For some strange reason, our electrical substation is located in the middle of an area prone to flooding in the next town. Why utilities build substations in flood plains and nuclear power plants on faults and areas at risks of tsunamis is a mystery to me.
But our Grand Seepage Adventure of yesterday seems to have paid off. We were doing just fine, and the sump pump was doing its thing until 8 AM when the power cut off. Immediately we started getting seepage, not into the unfinished part of the basement, where it would have been easy to clean up, but the finished part. So we spent the day putting down towels to soak up the seepage, wringing them out, putting down fresh towels, and running to the laundromat to dry the wet towels. Not exactly a fun day. I'm lucky in that my employer has an on-site gym with shower facilities, so I was at least able to go in early and take a hot shower, something poor Mr. Brilliant wasn't able to do until this evening. But while driving to work this morning, feeling grubby and without my morning caffeine jolt-o-rama, I was reminded of that Simpson episode that's a parody of "The Shining", where Homer is muttering "No TV and no beer makes Homer something something." Only for me it was no TV and no coffee.

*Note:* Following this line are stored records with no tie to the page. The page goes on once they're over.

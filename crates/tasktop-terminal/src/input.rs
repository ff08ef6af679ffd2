//! Dedicated input thread.
//!
//! Terminal events are read on their own thread so key handling stays
//! responsive while the UI thread draws.
//!
//! ```text
//! ┌──────────────────┐     mpsc::channel      ┌──────────────────┐
//! │   Input Thread   │ ────────────────────▶  │     UI Thread    │
//! │                  │   TerminalEvent queue  │                  │
//! │  event::poll()   │                        │  drain()         │
//! │  event::read()   │                        │  draw()          │
//! └──────────────────┘                        └──────────────────┘
//!      poll_ms                                     refresh_ms
//! ```

use crate::error::TerminalError;
use crossterm::event::{self, Event, KeyEvent, KeyEventKind};
use std::sync::atomic::{AtomicBool, Ordering};
use std::sync::mpsc::{self, Receiver, Sender, TryRecvError};
use std::sync::Arc;
use std::thread::{self, JoinHandle};
use std::time::{Duration, Instant};

/// How long [`Drop`] waits for the thread to notice shutdown.
const SHUTDOWN_GRACE: Duration = Duration::from_millis(100);

/// An event forwarded from the input thread.
#[derive(Debug, Clone, PartialEq, Eq)]
pub enum TerminalEvent {
    /// A key press.
    Key(KeyEvent),
    /// The terminal changed size.
    Resize(u16, u16),
}

/// Threaded terminal event reader.
pub struct InputHandler {
    rx: Receiver<TerminalEvent>,
    shutdown: Arc<AtomicBool>,
    thread_handle: Option<JoinHandle<()>>,
}

impl InputHandler {
    /// Spawn the input thread, polling every `poll`.
    pub fn spawn(poll: Duration) -> Result<Self, TerminalError> {
        let (tx, rx) = mpsc::channel();
        let shutdown = Arc::new(AtomicBool::new(false));
        let shutdown_clone = Arc::clone(&shutdown);

        let thread_handle = thread::Builder::new()
            .name("tasktop-input".to_string())
            .spawn(move || Self::input_loop(&tx, &shutdown_clone, poll))?;

        Ok(Self {
            rx,
            shutdown,
            thread_handle: Some(thread_handle),
        })
    }

    fn input_loop(tx: &Sender<TerminalEvent>, shutdown: &AtomicBool, poll: Duration) {
        while !shutdown.load(Ordering::Relaxed) {
            match event::poll(poll) {
                Ok(true) => {
                    let forwarded = match event::read() {
                        // Release and repeat events are reported by some
                        // platforms; only presses drive the UI.
                        Ok(Event::Key(key)) if key.kind == KeyEventKind::Press => {
                            Some(TerminalEvent::Key(key))
                        }
                        Ok(Event::Resize(w, h)) => Some(TerminalEvent::Resize(w, h)),
                        Ok(_) => None,
                        Err(err) => {
                            tracing::warn!(%err, "terminal read failed, input thread exiting");
                            break;
                        }
                    };
                    if let Some(ev) = forwarded {
                        if tx.send(ev).is_err() {
                            break;
                        }
                    }
                }
                Ok(false) => {}
                Err(err) => {
                    tracing::warn!(%err, "terminal poll failed, input thread exiting");
                    break;
                }
            }
        }
        tracing::debug!("input thread exiting");
    }

    /// Take one pending event without blocking.
    pub fn try_recv(&self) -> Option<TerminalEvent> {
        match self.rx.try_recv() {
            Ok(ev) => Some(ev),
            Err(TryRecvError::Empty | TryRecvError::Disconnected) => None,
        }
    }

    /// All pending events in arrival order.
    pub fn drain(&self) -> Vec<TerminalEvent> {
        std::iter::from_fn(|| self.try_recv()).collect()
    }

    /// Whether the input thread has stopped.
    pub fn is_finished(&self) -> bool {
        self.thread_handle
            .as_ref()
            .map_or(true, JoinHandle::is_finished)
    }

    /// Signal the input thread to stop.
    pub fn shutdown(&self) {
        self.shutdown.store(true, Ordering::Relaxed);
    }
}

impl Drop for InputHandler {
    fn drop(&mut self) {
        self.shutdown();
        if let Some(handle) = self.thread_handle.take() {
            let start = Instant::now();
            while !handle.is_finished() && start.elapsed() < SHUTDOWN_GRACE {
                thread::sleep(Duration::from_millis(5));
            }
            if handle.is_finished() {
                let _ = handle.join();
            }
        }
    }
}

We were lucky. No trees fell on neighboring houses (Thank you, Almstead Tree Care, for monitoring our old oaks so well; yes, I'm paying you $1500 a year for the privilege, but no houses were destroyed by them). We didn't have so much as a branch fall (again, thanks to Almstead Tree Care, who takes care of these branches when they need cutting), and when I look at photos of the area and people with five feet of water in their basements for the third or fourth time this year, I count my blessings.
I think Ken at Down with Tyranny put it best:
First, to those outside Irene's path, forced to put up with all our yammering: So sorry! I realize how tedious are impending natural disasters that may permanently change the lives of other people. And then when they turn out to be not such a big deal, well, jeez! (Though don't tell that to the folks in Vermont and upstate New York, suffering "Worst Flooding in 100 Years," but what's 100 years really? And heck, they didn't even get a hurricane, just a ratty tropical storm!)

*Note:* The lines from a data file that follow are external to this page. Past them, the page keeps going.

//! crossterm key events to engine keys.

use crossterm::event::{KeyCode, KeyEvent, KeyModifiers};
use tasktop_core::Key;

/// Translate a crossterm key event. Keys the engine has no use for map to
/// `None`.
pub fn map_key(event: &KeyEvent) -> Option<Key> {
    if event.modifiers.contains(KeyModifiers::CONTROL) {
        return match event.code {
            KeyCode::Char(c) => Some(Key::Ctrl(c.to_ascii_lowercase())),
            _ => None,
        };
    }

    let key = match event.code {
        KeyCode::Up => Key::Up,
        KeyCode::Down => Key::Down,
        KeyCode::Left => Key::Left,
        KeyCode::Right => Key::Right,
        KeyCode::PageUp => Key::PageUp,
        KeyCode::PageDown => Key::PageDown,
        KeyCode::Home => Key::Home,
        KeyCode::End => Key::End,
        KeyCode::Enter => Key::Enter,
        KeyCode::Esc => Key::Esc,
        KeyCode::Tab if event.modifiers.contains(KeyModifiers::SHIFT) => Key::BackTab,
        KeyCode::Tab => Key::Tab,
        KeyCode::BackTab => Key::BackTab,
        KeyCode::Backspace => Key::Backspace,
        KeyCode::Char(c) => Key::Char(c),
        _ => return None,
    };
    Some(key)
}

And speaking of the hurricane turning out to be less big a deal than the worst-case scenarios, to those inside Irene's path who were dissatisfied by the outcome: Again, so sorry! What's the point of planning for those worst-case scenarios if they don't happen? This group, by the way, includes people who are offended by official "overreaction," like shutting down New York's transit system, which -- to add insult to injury -- then took hours and hours to begin to restart. Just because these folks are too stupid or too lazy to try to understand (a) why it was thought appropriate to shut the system down (and never mind all the damage that was done by the "disappointing" storm, or what would have happened if, say, populated subway trains had been trapped in flooded tunnels, or populated buses had been struck by some of those 600-plus trees that fell), (b), why the shutdown had to be announced so early and put into effect so long before the brunt of the storm was expected, and/or (c) why the system took so long to reboot (including, for example, the tiresome requirement that every foot of subway track be walked before the trains could be restarted), well, I truly am sorry.
Sorry, folks, next time we'll try to arrange a disaster that lives up to your exacting specifications -- and then just keep it to ourselves. So sorry!

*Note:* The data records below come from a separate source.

//! UI-thread controller.
//!
//! [`Monitor`] owns everything the UI thread mutates: focus, the open menu,
//! the search query and the displayed rows. Snapshots arrive from the
//! capture scheduler by value; input arrives as [`InputCommand`]s from the
//! adapters. Every visible change goes out through a [`UiShell`].

use crate::filter::{self, FilterState};
use crate::focus::{Checkbox, FocusEffect, FocusNavigator, FocusRegion};
use crate::input::{InputCommand, InputSource, Key, KeyboardAdapter, NavigationEvent};
use crate::menu::{ContextAction, MenuNavigator, MenuOutcome, Target};
use crate::refresh::{RefreshController, Row, StatusSummary};
use crate::sample::Snapshot;
use crate::scheduler::CaptureResult;
use crate::termination::{self, TerminationReport};
use crate::traits::{SettingsProvider, TerminationService, UiShell};

/// Wall-clock stamp for the status line.
fn clock() -> String {
    chrono::Local::now().format("%H:%M:%S").to_string()
}

/// Controller for one monitor window.
pub struct Monitor<S, T> {
    settings: S,
    terminator: T,
    search_query: String,
    focus: FocusNavigator,
    menu: MenuNavigator,
    refresh: RefreshController,
    keyboard: KeyboardAdapter,
    snapshot: Option<Snapshot>,
    rows: Vec<Row>,
    summary: StatusSummary,
    capture_error: Option<String>,
    last_report: Option<TerminationReport>,
}

impl<S: SettingsProvider, T: TerminationService> Monitor<S, T> {
    /// Create a monitor showing at most `row_limit` rows (0 = all).
    pub fn new(settings: S, terminator: T, row_limit: usize) -> Self {
        Self {
            settings,
            terminator,
            search_query: String::new(),
            focus: FocusNavigator::new(),
            menu: MenuNavigator::new(),
            refresh: RefreshController::new(row_limit),
            keyboard: KeyboardAdapter::new(),
            snapshot: None,
            rows: Vec::new(),
            summary: StatusSummary::default(),
            capture_error: None,
            last_report: None,
        }
    }

    /// Push the initial focus, checkbox and search state to `shell`.
    pub fn attach(&mut self, shell: &mut dyn UiShell) {
        for (region, on) in self.focus.highlights() {
            shell.set_focus_highlight(region, on);
        }
        for checkbox in [Checkbox::HideSystem, Checkbox::HideInaccessible] {
            shell.set_checkbox(checkbox, self.settings.checkbox(checkbox));
        }
        shell.set_search_text(&self.search_query);
        shell.set_cursor(self.focus.row());
        shell.set_status("Collecting process information...");
    }

    /// Current filter inputs; the toggles are read from settings every call.
    pub fn filter_state(&self) -> FilterState {
        FilterState {
            hide_system_processes: self.settings.hide_system_processes(),
            hide_inaccessible_processes: self.settings.hide_inaccessible_processes(),
            search_query: self.search_query.clone(),
        }
    }

    // =========================================================================
    // Snapshots
    // =========================================================================

    /// Apply a finished capture. A failure is reported once until the next
    /// success; the scheduler simply retries on its next tick.
    pub fn apply_capture(&mut self, shell: &mut dyn UiShell, result: CaptureResult) {
        match result {
            Ok(snapshot) => self.apply_snapshot(shell, snapshot),
            Err(err) => {
                let message = err.to_string();
                if self.capture_error.as_deref() != Some(message.as_str()) {
                    tracing::warn!(error = %message, "capture failed");
                    shell.set_status(&format!("Error: {message}"));
                    self.capture_error = Some(message);
                }
            }
        }
    }

    /// Replace the current snapshot and rebuild the table.
    pub fn apply_snapshot(&mut self, shell: &mut dyn UiShell, snapshot: Snapshot) {
        self.capture_error = None;
        shell.set_memory(&snapshot.memory);
        self.snapshot = Some(snapshot);
        self.rebuild(shell);
    }

    /// Re-run filter, sort and refresh against the current snapshot.
    pub fn rebuild(&mut self, shell: &mut dyn UiShell) {
        let Some(snapshot) = &self.snapshot else {
            return;
        };
        let ordered = filter::apply(snapshot, &self.filter_state());
        let (rebuilt, summary) = self.refresh.refresh(shell, &ordered, snapshot.len());
        self.rows = rebuilt.rows;
        self.summary = summary;
        self.focus.set_row_count(self.rows.len());
        shell.set_cursor(self.focus.row());
        shell.set_status(&summary.message(&clock()));
    }

    // =========================================================================
    // Input
    // =========================================================================

    /// Handle one key press. Returns `true` when the user asked to quit.
    pub fn handle_key(&mut self, shell: &mut dyn UiShell, key: Key) -> bool {
        match self.keyboard.translate(key, self.focus.region()) {
            Some(command) => self.handle_command(shell, command, InputSource::Keyboard),
            None => false,
        }
    }

    /// Handle one adapter command. Returns `true` when the user asked to
    /// quit. An open menu takes every navigation event.
    pub fn handle_command(
        &mut self,
        shell: &mut dyn UiShell,
        command: InputCommand,
        source: InputSource,
    ) -> bool {
        if command == InputCommand::Quit {
            return true;
        }

        if self.menu.is_open() {
            if let InputCommand::Navigate(event) = command {
                self.handle_menu(shell, event);
            }
            return false;
        }

        match command {
            InputCommand::Navigate(event) => {
                let effect = self.focus.handle(event);
                self.apply_effect(shell, effect, source);
            }
            InputCommand::Scroll(delta) => {
                if self.focus.region() == FocusRegion::Table {
                    let row = self.focus.row().saturating_add_signed(delta);
                    if let FocusEffect::RowChanged(row) = self.focus.set_row(row) {
                        shell.set_cursor(row);
                    }
                }
            }
            InputCommand::ToggleSelection => {
                if self.focus.region() == FocusRegion::Table {
                    if let Some(pid) = self.cursor_pid() {
                        self.toggle_selection(shell, pid);
                    }
                }
            }
            InputCommand::FocusSearch => {
                let effect = self.focus.focus(FocusRegion::SearchField);
                self.apply_effect(shell, effect, source);
            }
            InputCommand::NextRegion => {
                let effect = self.focus.focus(self.focus.region().next());
                self.apply_effect(shell, effect, source);
            }
            InputCommand::PrevRegion => {
                let effect = self.focus.focus(self.focus.region().prev());
                self.apply_effect(shell, effect, source);
            }
            InputCommand::InsertChar(c) => {
                if self.focus.region() == FocusRegion::SearchField {
                    self.search_query.push(c);
                    self.search_changed(shell);
                }
            }
            InputCommand::DeleteChar => {
                if self.search_query.pop().is_some() {
                    self.search_changed(shell);
                }
            }
            InputCommand::Quit => {}
        }
        false
    }

    /// Replace the search text, e.g. from an on-screen text entry helper.
    pub fn set_search_query(&mut self, shell: &mut dyn UiShell, query: &str) {
        if self.search_query != query {
            self.search_query = query.to_string();
            self.search_changed(shell);
        }
    }

    fn search_changed(&mut self, shell: &mut dyn UiShell) {
        shell.set_search_text(&self.search_query);
        self.rebuild(shell);
    }

    fn apply_effect(&mut self, shell: &mut dyn UiShell, effect: FocusEffect, source: InputSource) {
        match effect {
            FocusEffect::None => {}
            FocusEffect::Moved { from, to } => {
                shell.set_focus_highlight(from, false);
                shell.set_focus_highlight(to, true);
                if to == FocusRegion::Table {
                    shell.set_cursor(self.focus.row());
                }
            }
            FocusEffect::RowChanged(row) => shell.set_cursor(row),
            FocusEffect::OpenMenu => self.open_menu(shell),
            FocusEffect::Toggle(checkbox) => self.toggle_checkbox(shell, checkbox),
            FocusEffect::SearchConfirmed => {
                if source == InputSource::Gamepad {
                    shell.open_text_entry(&self.search_query);
                }
            }
            FocusEffect::ClearSearch { from } => {
                if from != FocusRegion::Table {
                    shell.set_focus_highlight(from, false);
                    shell.set_focus_highlight(FocusRegion::Table, true);
                    shell.set_cursor(self.focus.row());
                }
                if !self.search_query.is_empty() {
                    self.search_query.clear();
                    self.search_changed(shell);
                }
            }
        }
    }

    fn toggle_checkbox(&mut self, shell: &mut dyn UiShell, checkbox: Checkbox) {
        let value = !self.settings.checkbox(checkbox);
        let saved = self.settings.set_checkbox(checkbox, value);
        shell.set_checkbox(checkbox, self.settings.checkbox(checkbox));
        self.rebuild(shell);
        // After the rebuild so the failure is not replaced by the summary.
        if let Err(err) = saved {
            tracing::warn!(%err, ?checkbox, "filter toggle not saved");
            shell.set_status(&err.to_string());
        }
    }

    fn toggle_selection(&mut self, shell: &mut dyn UiShell, pid: u32) {
        let mut selection = shell.selection();
        if !selection.remove(&pid) {
            selection.insert(pid);
        }
        shell.set_selection(&selection);
        for row in &mut self.rows {
            row.selected = selection.contains(&row.pid);
        }
    }

    fn cursor_pid(&self) -> Option<u32> {
        self.rows.get(self.focus.row()).map(|row| row.pid)
    }

    // =========================================================================
    // Context menu
    // =========================================================================

    /// Selected rows in display order, or the cursor row if none.
    pub fn menu_targets(&self, shell: &dyn UiShell) -> Vec<Target> {
        let selection = shell.selection();
        let selected: Vec<Target> = self
            .rows
            .iter()
            .filter(|row| selection.contains(&row.pid))
            .map(|row| Target::new(row.pid, row.name.clone()))
            .collect();
        if !selected.is_empty() {
            return selected;
        }
        self.rows
            .get(self.focus.row())
            .map(|row| vec![Target::new(row.pid, row.name.clone())])
            .unwrap_or_default()
    }

    fn open_menu(&mut self, shell: &mut dyn UiShell) {
        let Some(pid) = self.cursor_pid() else {
            return;
        };
        let targets = self.menu_targets(shell);
        let actions = vec![
            ContextAction::EndTasks(targets),
            ContextAction::ToggleSelection {
                pid,
                selected: shell.selection().contains(&pid),
            },
        ];
        match shell.show_context_menu(&actions) {
            Some(chosen) => self.execute(shell, chosen),
            None => {
                self.menu.open(actions);
                shell.set_menu_cursor(Some(self.menu.cursor()));
            }
        }
    }

    fn handle_menu(&mut self, shell: &mut dyn UiShell, event: NavigationEvent) {
        match self.menu.handle(event) {
            MenuOutcome::NotOpen => {}
            MenuOutcome::Moved(index) => shell.set_menu_cursor(Some(index)),
            MenuOutcome::Triggered(action) => {
                shell.set_menu_cursor(None);
                self.execute(shell, action);
            }
            MenuOutcome::Closed => shell.set_menu_cursor(None),
        }
    }

    fn execute(&mut self, shell: &mut dyn UiShell, action: ContextAction) {
        match action {
            ContextAction::EndTasks(targets) => {
                let report = termination::terminate_all(&mut self.terminator, &targets);
                shell.set_status(&report.status_line());
                if let Some(warning) = report.warning() {
                    shell.show_message("Error", &warning);
                }
                self.last_report = Some(report);
            }
            ContextAction::ToggleSelection { pid, .. } => self.toggle_selection(shell, pid),
        }
    }

    // =========================================================================
    // Accessors
    // =========================================================================

    /// Focus state.
    pub fn focus(&self) -> &FocusNavigator {
        &self.focus
    }

    /// Context menu state.
    pub fn menu(&self) -> &MenuNavigator {
        &self.menu
    }

    /// Displayed rows.
    pub fn rows(&self) -> &[Row] {
        &self.rows
    }

    /// Search text.
    pub fn search_query(&self) -> &str {
        &self.search_query
    }

    /// Row counts from the last rebuild.
    pub fn summary(&self) -> StatusSummary {
        self.summary
    }

    /// Settings provider.
    pub fn settings(&self) -> &S {
        &self.settings
    }

    /// Termination service.
    pub fn terminator(&self) -> &T {
        &self.terminator
    }

    /// Outcome of the most recent terminate batch.
    pub fn last_report(&self) -> Option<&TerminationReport> {
        self.last_report.as_ref()
    }

    /// Latest capture failure, cleared by the next success.
    pub fn capture_error(&self) -> Option<&str> {
        self.capture_error.as_deref()
    }
}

The media is taking no end of crap for hyping this storm, and the excellent response by NYC Mayor Bloomberg, New York governor Cuomo, and yes, even our own bully-in-chief, Chris Christie, are being chalked up to "post-Katrina paranoia." Well, I for one would rather see an excessive preventive plan that turns out not to be necessary than to have to see images like this one (warning: graphic and disturbing image) ever again.